For management of a recurrent variceal hemorrhage in a child with biliary atresia, surgical shunting was not favored by either surveyed group (5% current survey, 15% previous survey). This is probably due to several reasons, including the lack of adequate research studies and the limited experience in many centers with use of these treatment modalities in pediatric patients. TIPS or transplantation were preferred options, perhaps because of the high risk of encephalopathy after surgical shunting or the complications arising for subsequent liver transplantation caused by adhesions and the need to reverse a surgical shunt.
An important difference was noted between the perception of risks of endoscopy among patients and families compared with pediatric gastroenterologists/hepatologists. One of the most interesting findings of this survey is the high desire of patients and their parents to perform screening endoscopy even if no treatment option is offered. Patients and families were more concerned about the risks of endoscopy, such as bleeding or perforation, than were their doctors. Moreover, the majority of physicians would accept a complication rate of 1 in 1000 for screening (68%) or treatment (87%) via endoscopy; however, the majority of parents would only accept 1 in 10,000 risk for screening (62%) or treatment (81%) via endoscopy, when asked in the context of this survey. This discrepancy is important because the actual risk associated with endoscopy is likely to be between 1 in 100 and 1 in 1000, if extrapolation of adult data is appropriate (23,24). Thus, physicians and parents may not be congruous in their expectations for an “acceptable risk” and this may have implications for the process of obtaining informed consent and constructing an appropriate treatment plan.
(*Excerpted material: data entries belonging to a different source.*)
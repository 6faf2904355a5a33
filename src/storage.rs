//! Uploaded image storage on the local filesystem.

use std::io;
use std::path::{Path, PathBuf};

use actix_multipart::Field;
use futures_util::TryStreamExt;
use thiserror::Error;
use uuid::Uuid;

const ALLOWED_EXTENSIONS: &[&str] = &["png", "jpg", "jpeg", "gif", "webp"];

/// Public URL prefix stored in `image_url` columns.
pub const PUBLIC_PREFIX: &str = "uploads";

#[derive(Debug, Error)]
pub enum StorageError {
    #[error("Unsupported image type '{0}'. Allowed: png, jpg, jpeg, gif, webp")]
    UnsupportedType(String),

    #[error("Image exceeds the {limit} byte upload limit")]
    TooLarge { limit: usize },

    #[error("Invalid multipart payload: {0}")]
    Multipart(String),

    #[error(transparent)]
    Io(#[from] io::Error),
}

#[derive(Debug, Clone)]
pub struct ImageStore {
    root: PathBuf,
    max_bytes: usize,
}

impl ImageStore {
    pub fn new(root: impl Into<PathBuf>, max_bytes: usize) -> Self {
        Self {
            root: root.into(),
            max_bytes,
        }
    }

    pub fn root(&self) -> &Path {
        &self.root
    }

    pub async fn ensure_root(&self) -> io::Result<()> {
        tokio::fs::create_dir_all(&self.root).await
    }

    /// Streams one multipart file field to disk and returns its public path.
    pub async fn save_field(&self, mut field: Field) -> Result<String, StorageError> {
        let original_name = field
            .content_disposition()
            .and_then(|cd| cd.get_filename())
            .unwrap_or_default()
            .to_string();
        let extension = allowed_extension(&original_name)?;

        let mut bytes = Vec::new();
        while let Some(chunk) = field
            .try_next()
            .await
            .map_err(|e| StorageError::Multipart(e.to_string()))?
        {
            if bytes.len() + chunk.len() > self.max_bytes {
                return Err(StorageError::TooLarge {
                    limit: self.max_bytes,
                });
            }
            bytes.extend_from_slice(&chunk);
        }

        self.write(&extension, &bytes).await
    }

    #[cfg(test)]
    pub async fn save_bytes(&self, original_name: &str, bytes: &[u8]) -> Result<String, StorageError> {
        let extension = allowed_extension(original_name)?;
        if bytes.len() > self.max_bytes {
            return Err(StorageError::TooLarge {
                limit: self.max_bytes,
            });
        }
        self.write(&extension, bytes).await
    }

    async fn write(&self, extension: &str, bytes: &[u8]) -> Result<String, StorageError> {
        self.ensure_root().await?;
        let file_name = format!("{}.{}", Uuid::new_v4(), extension);
        tokio::fs::write(self.root.join(&file_name), bytes).await?;
        log::info!("Stored image {file_name} ({} bytes)", bytes.len());
        Ok(format!("{PUBLIC_PREFIX}/{file_name}"))
    }

    /// Maps a stored `image_url` back to a file inside the root. Only the
    /// final path component is used, so stored values cannot escape the root.
    pub fn resolve(&self, image_url: &str) -> Option<PathBuf> {
        let file_name = Path::new(image_url.trim()).file_name()?;
        let file_name = file_name.to_str()?;
        if file_name.is_empty() || file_name.starts_with('.') {
            return None;
        }
        Some(self.root.join(file_name))
    }

    /// Best-effort removal. Failures are logged and never propagated.
    pub async fn delete(&self, image_url: &str) -> bool {
        let Some(path) = self.resolve(image_url) else {
            log::warn!("Refusing to delete image with unusable path '{image_url}'");
            return false;
        };
        match tokio::fs::remove_file(&path).await {
            Ok(()) => {
                log::info!("Deleted image {}", path.display());
                true
            }
            Err(err) => {
                log::warn!("Failed to delete image {}: {err}", path.display());
                false
            }
        }
    }
}

fn allowed_extension(file_name: &str) -> Result<String, StorageError> {
    let extension = Path::new(file_name)
        .extension()
        .and_then(|ext| ext.to_str())
        .map(|ext| ext.to_ascii_lowercase())
        .unwrap_or_default();

    if ALLOWED_EXTENSIONS.contains(&extension.as_str()) {
        Ok(extension)
    } else {
        Err(StorageError::UnsupportedType(extension))
    }
}

#[cfg(test)]
mod tests {
    use super::*;

    #[tokio::test]
    async fn saves_and_deletes_images() {
        let dir = tempfile::tempdir().unwrap();
        let store = ImageStore::new(dir.path().join("business_images"), 1024);

        let url = store.save_bytes("Storefront.JPG", b"fake-jpeg").await.unwrap();
        assert!(url.starts_with("uploads/"));
        assert!(url.ends_with(".jpg"));

        let path = store.resolve(&url).unwrap();
        assert_eq!(std::fs::read(&path).unwrap(), b"fake-jpeg");

        assert!(store.delete(&url).await);
        assert!(!path.exists());
        // Second delete is logged, not an error.
        assert!(!store.delete(&url).await);
    }

    #[tokio::test]
    async fn rejects_unsupported_and_oversized_files() {
        let dir = tempfile::tempdir().unwrap();
        let store = ImageStore::new(dir.path(), 4);

        assert!(matches!(
            store.save_bytes("payload.exe", b"MZ").await,
            Err(StorageError::UnsupportedType(ext)) if ext == "exe"
        ));
        assert!(matches!(
            store.save_bytes("big.png", b"too many bytes").await,
            Err(StorageError::TooLarge { limit: 4 })
        ));
    }

    #[test]
    fn resolve_stays_inside_root() {
        let store = ImageStore::new("/srv/images", 10);
        assert_eq!(
            store.resolve("uploads/../../etc/passwd"),
            Some(PathBuf::from("/srv/images/passwd"))
        );
        assert_eq!(store.resolve("uploads/.."), None);
        assert_eq!(store.resolve(""), None);
    }
}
The limitations of this study include the response rate below 100%, which introduces the possibility of bias and results that are therefore not truly representative of practice by all of the pediatric gastroenterologists in Canada. The total number of respondents was inadequate to perform any meaningful subgroup analysis (eg subspecialist hepatologists vs gastroenterologists, more experienced vs less experienced). In the interest of maintaining a questionnaire of manageable length, we were not able to include additional questions to determine the reasons behind responses.
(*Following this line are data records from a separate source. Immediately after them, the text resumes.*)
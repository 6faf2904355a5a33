//! Operator tool for category maintenance and admin provisioning.
//!
//! Every command that rewrites data asks for confirmation first unless
//! `--yes` is given.

use std::path::{Path, PathBuf};
use std::process::ExitCode;

use clap::{Parser, Subcommand};
use dialoguer::{theme::ColorfulTheme, Confirm, Password};

use business_directory::auth;
use business_directory::categories::{list_backups, CategoryBackup, ConsolidationPlan};
use business_directory::database::Database;

type CliResult = Result<(), Box<dyn std::error::Error>>;

const MIN_PASSWORD_LEN: usize = 8;

#[derive(Parser)]
#[command(name = "directory_ctl")]
#[command(about = "Category maintenance and admin tooling for the business directory")]
struct Cli {
    /// Postgres connection string
    #[arg(long, env = "DATABASE_URL")]
    database_url: String,

    /// Directory holding category backups
    #[arg(long, env = "BACKUP_DIR", default_value = "backups")]
    backup_dir: PathBuf,

    #[command(subcommand)]
    command: Command,
}

#[derive(Subcommand)]
enum Command {
    /// Write a JSON snapshot of categories and business categories
    Backup,

    /// Replay a backup file
    Restore {
        file: PathBuf,
        #[arg(long, short = 'y')]
        yes: bool,
    },

    /// Show available backups, newest first
    ListBackups,

    /// Collapse legacy category labels onto the canonical set
    Consolidate {
        #[arg(long, short = 'y')]
        yes: bool,
    },

    /// Rename a category in the lookup table and on every business
    RenameCategory {
        from: String,
        to: String,
        #[arg(long, short = 'y')]
        yes: bool,
    },

    /// Move specific businesses to another category
    Redistribute {
        /// Target category
        #[arg(long)]
        to: String,
        /// Comma-separated business ids
        #[arg(long, value_delimiter = ',', required = true)]
        ids: Vec<i32>,
        /// Category label to remove from the lookup table afterwards
        #[arg(long)]
        drop_category: Option<String>,
        #[arg(long, short = 'y')]
        yes: bool,
    },

    /// Backup, then consolidate, with a single confirmation
    Migrate {
        #[arg(long, short = 'y')]
        yes: bool,
    },

    /// Create an admin account, or reset its password
    CreateAdmin { username: String },

    /// Clear featured flags and feature a random sample
    FeatureRandom {
        #[arg(long, default_value_t = 6)]
        count: i64,
    },

    /// Business count per category
    Distribution,
}

#[tokio::main]
async fn main() -> ExitCode {
    dotenv::dotenv().ok();
    env_logger::init_from_env(env_logger::Env::new().default_filter_or("info"));

    let cli = Cli::parse();
    match run(cli).await {
        Ok(()) => ExitCode::SUCCESS,
        Err(err) => {
            log::error!("{err}");
            ExitCode::FAILURE
        }
    }
}

async fn run(cli: Cli) -> CliResult {
    let db = Database::connect(&cli.database_url).await?;
    db.init_schema().await?;

    match cli.command {
        Command::Backup => {
            backup(&db, &cli.backup_dir).await?;
        }
        Command::Restore { file, yes } => restore(&db, &file, yes).await?,
        Command::ListBackups => show_backups(&cli.backup_dir)?,
        Command::Consolidate { yes } => consolidate(&db, yes).await?,
        Command::RenameCategory { from, to, yes } => {
            if !confirm(&format!("Rename category '{from}' to '{to}'?"), yes)? {
                return Ok(());
            }
            let report = db.rename_category(&from, &to).await?;
            println!(
                "Renamed '{from}' -> '{to}': {} businesses, {} category rows",
                report.businesses_updated, report.categories_updated
            );
        }
        Command::Redistribute {
            to,
            ids,
            drop_category,
            yes,
        } => {
            let mut prompt = format!("Move {} business(es) to '{to}'", ids.len());
            if let Some(dropped) = &drop_category {
                prompt.push_str(&format!(" and remove category '{dropped}'"));
            }
            if !confirm(&format!("{prompt}?"), yes)? {
                return Ok(());
            }

            let report = db
                .redistribute_businesses(&ids, &to, drop_category.as_deref())
                .await?;
            println!("Moved {} business(es) to '{}'", report.businesses_moved, report.target);
            if !report.missing_ids.is_empty() {
                log::warn!("No business found for ids {:?}", report.missing_ids);
            }
            if let Some(dropped) = drop_category {
                if report.category_dropped {
                    println!("Removed category '{dropped}'");
                } else {
                    log::warn!("Category '{dropped}' was not in the lookup table");
                }
            }
        }
        Command::Migrate { yes } => {
            if !confirm("Back up categories and then consolidate them?", yes)? {
                return Ok(());
            }
            let path = backup(&db, &cli.backup_dir).await?;
            log::info!("Restore with: directory_ctl restore {}", path.display());
            consolidate(&db, true).await?;
        }
        Command::CreateAdmin { username } => create_admin(&db, &username).await?,
        Command::FeatureRandom { count } => {
            if count <= 0 {
                return Err("--count must be positive".into());
            }
            let featured = db.feature_random_sample(count).await?;
            println!("Featured {} business(es):", featured.len());
            for business in featured {
                println!("  {:>6}  {}", business.id, business.business_name);
            }
        }
        Command::Distribution => {
            let distribution = db.category_distribution().await?;
            let total: i64 = distribution.iter().map(|(_, count)| count).sum();
            for (category, count) in &distribution {
                println!("{count:>6}  {category}");
            }
            println!("{total:>6}  total across {} categories", distribution.len());
        }
    }

    Ok(())
}

fn confirm(prompt: &str, assume_yes: bool) -> Result<bool, dialoguer::Error> {
    if assume_yes {
        return Ok(true);
    }
    let confirmed = Confirm::with_theme(&ColorfulTheme::default())
        .with_prompt(prompt)
        .default(false)
        .interact()?;
    if !confirmed {
        println!("Aborted, no changes made");
    }
    Ok(confirmed)
}

async fn backup(db: &Database, dir: &Path) -> Result<PathBuf, Box<dyn std::error::Error>> {
    let snapshot = db.snapshot_categories().await?;
    let path = snapshot.write_to_dir(dir)?;
    println!(
        "Backed up {} categories and {} businesses to {}",
        snapshot.categories.len(),
        snapshot.businesses.len(),
        path.display()
    );
    Ok(path)
}

async fn restore(db: &Database, file: &Path, yes: bool) -> CliResult {
    let snapshot = CategoryBackup::read_from(file)?;
    let prompt = format!(
        "Restore {} categories and {} business categories from {}?",
        snapshot.categories.len(),
        snapshot.businesses.len(),
        snapshot.backup_timestamp
    );
    if !confirm(&prompt, yes)? {
        return Ok(());
    }

    let report = db.restore_categories(&snapshot).await?;
    println!(
        "Restored {} categories and {} businesses",
        report.categories_restored, report.businesses_restored
    );
    if report.businesses_restored < snapshot.businesses.len() as u64 {
        log::warn!(
            "{} business(es) in the backup no longer exist",
            snapshot.businesses.len() as u64 - report.businesses_restored
        );
    }
    Ok(())
}

fn show_backups(dir: &Path) -> CliResult {
    let backups = list_backups(dir)?;
    if backups.is_empty() {
        println!("No backups in {}", dir.display());
        return Ok(());
    }
    for backup in backups {
        println!(
            "{}  {:>9} bytes  {}",
            backup.modified.format("%Y-%m-%d %H:%M:%S"),
            backup.size,
            backup.path.display()
        );
    }
    Ok(())
}

async fn consolidate(db: &Database, yes: bool) -> CliResult {
    let plan = ConsolidationPlan::from_distinct(db.distinct_business_categories().await?);

    for rewrite in &plan.rewrites {
        println!("  {:?} -> {}", rewrite.legacy_values, rewrite.canonical);
    }
    if plan.is_noop() {
        println!("All mapped categories are already canonical");
    }
    if !confirm(
        &format!("Apply {} category rewrite(s)?", plan.rewrites.len()),
        yes,
    )? {
        return Ok(());
    }

    let report = db.consolidate_categories().await?;
    println!("Updated {} business(es)", report.updated_count);
    println!(
        "Installed {} canonical categories",
        report.canonical_categories_installed.len()
    );
    if !report.unmapped_legacy_labels.is_empty() {
        println!("Unmapped categories left unchanged:");
        for label in &report.unmapped_legacy_labels {
            println!("  {label}");
        }
    }
    Ok(())
}

async fn create_admin(db: &Database, username: &str) -> CliResult {
    let username = username.trim();
    if username.is_empty() {
        return Err("username must not be empty".into());
    }

    let password = Password::with_theme(&ColorfulTheme::default())
        .with_prompt(format!("Password for '{username}'"))
        .with_confirmation("Repeat password", "Passwords do not match")
        .validate_with(|input: &String| -> Result<(), String> {
            if input.len() >= MIN_PASSWORD_LEN {
                Ok(())
            } else {
                Err(format!("Password must be at least {MIN_PASSWORD_LEN} characters"))
            }
        })
        .interact()?;

    let password_hash = auth::hash_password(&password).map_err(|err| err.to_string())?;
    let admin = db.upsert_admin(username, &password_hash).await?;
    println!("Admin '{}' saved (id {})", admin.username, admin.id);
    Ok(())
}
Of importance, this study represents one of the few attempts to describe the approaches taken by pediatric gastroenterologists/hepatologists to the management of esophageal varices in children. It is also the only study to our knowledge that describes patient and family attitudes to screening endoscopy and identifies that many families appear to value the information obtained from screening endoscopy that helps to quantify their child's risk of bleeding, independent of any plan to provide prophylactic treatment. Physicians should therefore consider this important point when considering whether to offer screening endoscopy and not base the decision solely on their intent to provide prophylaxis if varices are found. Our results highlight the variation in care provided to children with similar clinical presentations and thus the urgent need for further research to provide an evidence base to support quality improvement.